TRINOVA – Como você enxerga o cenário brasileiro pós-pandemia em relação ao empreendedorismo e inovação?
SAMY – O Brasil ficou mais arriscado e o dólar disparou. Isso, sem dúvida, vai deixar o dinheiro mais escasso. Então, para as pessoas que estão captando dinheiro, vai ficar mais difícil. É claro que vão continuar tendo oportunidades de inovação e de empreendedorismo, mas dizemos que a exigência aumentou.
TRINOVA – E dá para estimar até quando vai a recessão?
SAMY – Este ano está fadado, e provavelmente ano que vem a gente vai começar a recuperar. Mas no final de 2021, a gente estará ainda num nível abaixo do que em 2019, por exemplo. Este ano estão prevendo 5% de queda [na economia]. Tem banco falando 7%, tem banco falando 10%. E aí, ano que vem deve dar uma recuperada.

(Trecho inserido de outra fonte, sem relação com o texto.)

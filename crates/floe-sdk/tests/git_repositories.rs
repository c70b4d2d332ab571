mod common;

use common::{client, statements, MockConnection};
use floe_sdk::resources::git_repositories::{
    AlterGitRepositoryRequest, CreateGitRepositoryRequest, GitRepositoryAction, GitRepositorySet,
};
use floe_sdk::resources::Like;
use floe_sdk::{AccountObjectIdentifier, Row, SchemaObjectIdentifier, Value};

fn repo() -> SchemaObjectIdentifier {
    "db.sch.gr".parse().unwrap()
}

#[tokio::test]
async fn test_alter_set_full() {
    let client = client(MockConnection::new());

    client
        .git_repositories()
        .alter(&AlterGitRepositoryRequest::new(
            repo(),
            GitRepositoryAction::Set(GitRepositorySet {
                api_integration: Some(AccountObjectIdentifier::new("int")),
                git_credentials: Some("db.sch.cred".parse().unwrap()),
                comment: Some("c".to_string()),
            }),
        ))
        .await
        .unwrap();

    assert_eq!(
        statements(&client),
        vec![
            r#"ALTER GIT REPOSITORY "db"."sch"."gr" SET API_INTEGRATION = "int" GIT_CREDENTIALS = "db"."sch"."cred" COMMENT = 'c'"#
        ]
    );
}

#[tokio::test]
async fn test_create_then_fetch() {
    let client = client(MockConnection::new());
    let repositories = client.git_repositories();

    repositories
        .create(
            &CreateGitRepositoryRequest::new(
                repo(),
                "https://github.com/example/repo.git",
                AccountObjectIdentifier::new("int"),
            )
            .with_if_not_exists(true),
        )
        .await
        .unwrap();
    repositories
        .alter(&AlterGitRepositoryRequest::new(repo(), GitRepositoryAction::Fetch))
        .await
        .unwrap();

    assert_eq!(
        statements(&client),
        vec![
            r#"CREATE GIT REPOSITORY IF NOT EXISTS "db"."sch"."gr" ORIGIN = 'https://github.com/example/repo.git' API_INTEGRATION = "int""#,
            r#"ALTER GIT REPOSITORY "db"."sch"."gr" FETCH"#,
        ]
    );
}

#[tokio::test]
async fn test_show_by_id_and_branches() {
    let repository_row = Row::new()
        .with("created_on", "2024-05-01 10:00:00.000 -0700")
        .with("name", "gr")
        .with("database_name", "db")
        .with("schema_name", "sch")
        .with("origin", "https://github.com/example/repo.git")
        .with("api_integration", r#""int""#)
        .with("git_credentials", r#""db"."sch"."cred""#)
        .with("owner", "ACCOUNTADMIN")
        .with("owner_role_type", "ROLE")
        .with("comment", "")
        .with("last_fetched_at", Value::Null);
    let branch_row = Row::new()
        .with("name", "main")
        .with("path", "/branches/main")
        .with("checkouts", "")
        .with("commit_hash", "0123abcd");
    let client = client(
        MockConnection::new()
            .on("SHOW GIT REPOSITORIES", vec![repository_row])
            .on("SHOW GIT BRANCHES", vec![branch_row]),
    );

    let found = client.git_repositories().show_by_id(&repo()).await.unwrap();
    assert_eq!(found.id(), repo());
    assert_eq!(found.api_integration, Some(AccountObjectIdentifier::new("int")));
    assert_eq!(
        found.git_credentials,
        Some(SchemaObjectIdentifier::new("db", "sch", "cred"))
    );
    assert_eq!(found.comment, None);

    let branches = client
        .git_repositories()
        .show_branches(&repo(), Some(Like::new("main")))
        .await
        .unwrap();
    assert_eq!(branches.len(), 1);
    assert_eq!(branches[0].commit_hash, "0123abcd");
    assert_eq!(branches[0].checkouts, None);

    assert_eq!(
        statements(&client),
        vec![
            r#"SHOW GIT REPOSITORIES LIKE 'gr' IN SCHEMA "db"."sch""#,
            r#"SHOW GIT BRANCHES LIKE 'main' IN "db"."sch"."gr""#,
        ]
    );
}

TRINOVA – Você é otimista em relação à economia pós-pandemia?
SAMY – Sou uma pessoa otimista, mas se eu pudesse escolher, não teria a crise. A gente vai ter que fazer uma lição de casa. Essa conta que o governo está dando para ajudar as pessoas, porque é necessário, para ajudar as empresas, porque é necessário, terá de ser paga. Como? Fazendo ajuste fiscal, fazendo cortes. Porque não existe criação de dinheiro, não existe almoço grátis. Isso tem que ser pago, então vai demorar uns anos. Mas isso é melhor do que perder vidas, seja pela questão humana, seja pela econômica.
TRINOVA – Quais setores terão alta e quais terão baixa?
SAMY – Pós-pandemia, acho que, em alta, setor de seguros, setor de telecomunicações, porque as pessoas estão usando cada vez mais para fazer reuniões remotas, e o de e-commerce também. Em baixa, cinemas, entretenimento, pessoas que trabalham com eventos… E o próprio turismo não voltará a ser o mesmo.
TRINOVA – Como você avalia o comportamento do Brasil em lidar com a pandemia?
SAMY – Acho que a gente demorou um pouco para tomar ações econômicas, né. Primeiro, não ia ter ajuda nenhuma, depois foi decidido lá em Brasília liberar os R$ 600 do auxílio emergencial. O dinheiro demorou a chegar, mas o Brasil está lidando razoavelmente bem nas questões econômicas. Na questão de saúde, falta muita informação, falta um modelo que preveja melhor a evolução da pandemia, faltam testes. E aí, a gente vai ter em alguns estados, infelizmente, um colapso do sistema.
TRINOVA – A concessão de auxílios emergenciais do governo terá consequências a longo prazo?
SAMY – São importantes essas ações do governo, porque há pessoas que estão sem condições e vão morrer de fome. Quase todos os economistas ortodoxos sinalizam isso. Temos que olhar para o lado econômico depois. Então, apesar de isso ser positivo, teremos que pagar essa conta. Mas é menos negativo fazer essa ajuda do que deixar as pessoas morrerem. Falam que uma vida custa R$ 630 mil para a economia, mais ou menos, no sentido que a pessoa para de gerar esse dinheiro. A gente vai ter um endividamento público alto. Se não havia dinheiro, agora há menos ainda. Vai ter que privatizar, vai ter que fazer reformas tributárias, administrativas, talvez trabalhistas. O dinheiro tem que vir de algum lugar. Então, a gente vai sair da pandemia mais pobre do que a gente entrou.